Dataset records:
···
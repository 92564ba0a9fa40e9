use std::fs;

use cmdroute_config::{ApplicationDefinition, ConfigError};
use cmdroute_core::{RawArgs, Value};
use tempfile::TempDir;

const YAML: &str = r#"
name: stash-app
default_command: stash
options:
  - { name: quiet, short: q }
commands:
  - name: stash
    commands:
      - name: save
        default: true
        arguments:
          - { name: message, description: Stash message }
      - name: pop
        arguments:
          - { name: index, type: integer, default: 0 }
"#;

const JSON: &str = r#"{
  "name": "server-app",
  "commands": [
    {
      "name": "server",
      "option_commands": [
        { "name": "list", "short": "l", "default": true },
        { "name": "delete", "short": "d", "arguments": [{ "name": "host", "required": true }] }
      ]
    }
  ]
}"#;

fn write(dir: &TempDir, file: &str, contents: &str) -> std::path::PathBuf {
    let path = dir.path().join(file);
    fs::write(&path, contents).unwrap();
    path
}

#[test]
fn test_load_yaml_and_resolve() {
    let dir = TempDir::new().unwrap();
    let path = write(&dir, "app.yml", YAML);

    let definition = ApplicationDefinition::load(&path).unwrap();
    let app = definition.build().unwrap();
    let resolver = definition.resolver();

    let raw = RawArgs::parse("-q");
    let resolved = resolver.resolve(&raw, &app, false).unwrap();
    assert_eq!(resolved.command().path(), ["stash", "save"]);
    assert_eq!(resolved.args().option("quiet").unwrap(), &Value::Bool(true));

    let raw = RawArgs::parse("stash pop");
    let resolved = resolver.resolve(&raw, &app, false).unwrap();
    assert_eq!(resolved.args().argument("index").unwrap(), &Value::Int(0));
}

#[test]
fn test_load_json_and_resolve() {
    let dir = TempDir::new().unwrap();
    let path = write(&dir, "app.json", JSON);

    let definition = ApplicationDefinition::load(&path).unwrap();
    let app = definition.build().unwrap();
    let resolver = definition.resolver();

    let raw = RawArgs::parse("server");
    assert_eq!(resolver.resolve(&raw, &app, false).unwrap().command().name(), "list");

    let raw = RawArgs::parse("server -d example.org");
    let resolved = resolver.resolve(&raw, &app, false).unwrap();
    assert_eq!(resolved.command().name(), "delete");
    assert_eq!(resolved.args().argument("host").unwrap(), &Value::from("example.org"));
}

#[test]
fn test_yaml_and_json_agree() {
    let dir = TempDir::new().unwrap();
    let yaml_path = write(&dir, "app.yaml", YAML);
    let from_yaml = ApplicationDefinition::load(&yaml_path).unwrap();

    let json = serde_json::to_string_pretty(&from_yaml).unwrap();
    let json_path = write(&dir, "app.json", &json);
    let from_json = ApplicationDefinition::load(&json_path).unwrap();

    assert_eq!(from_yaml, from_json);
}

#[test]
fn test_unsupported_extension() {
    let dir = TempDir::new().unwrap();
    let path = write(&dir, "app.toml", "name = 'app'");
    assert!(matches!(
        ApplicationDefinition::load(&path),
        Err(ConfigError::UnsupportedFormat(_))
    ));
}

#[test]
fn test_missing_file() {
    let dir = TempDir::new().unwrap();
    let path = dir.path().join("missing.yml");
    assert!(matches!(ApplicationDefinition::load(&path), Err(ConfigError::IoError(_))));
}

#[test]
fn test_malformed_yaml() {
    let dir = TempDir::new().unwrap();
    let path = write(&dir, "app.yml", "commands: [{ name: run");
    assert!(matches!(ApplicationDefinition::load(&path), Err(ConfigError::YamlError(_))));
}

#[test]
fn test_invalid_tree_is_reported() {
    let definition = ApplicationDefinition::from_yaml_str(
        "commands:\n  - name: pack\n    aliases: [p]\n  - name: p\n",
    )
    .unwrap();
    let err = definition.build().unwrap_err();
    assert!(matches!(err, ConfigError::InvalidDefinition(_)));
    assert!(err.to_string().starts_with("invalid definition: "));
}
···
◆ Work to be completed:
Copy each line of the entries that includes the word "save".

◆ Answer space:
      - name: save
    assert_eq!(resolved.command().path(), ["stash", "save"]);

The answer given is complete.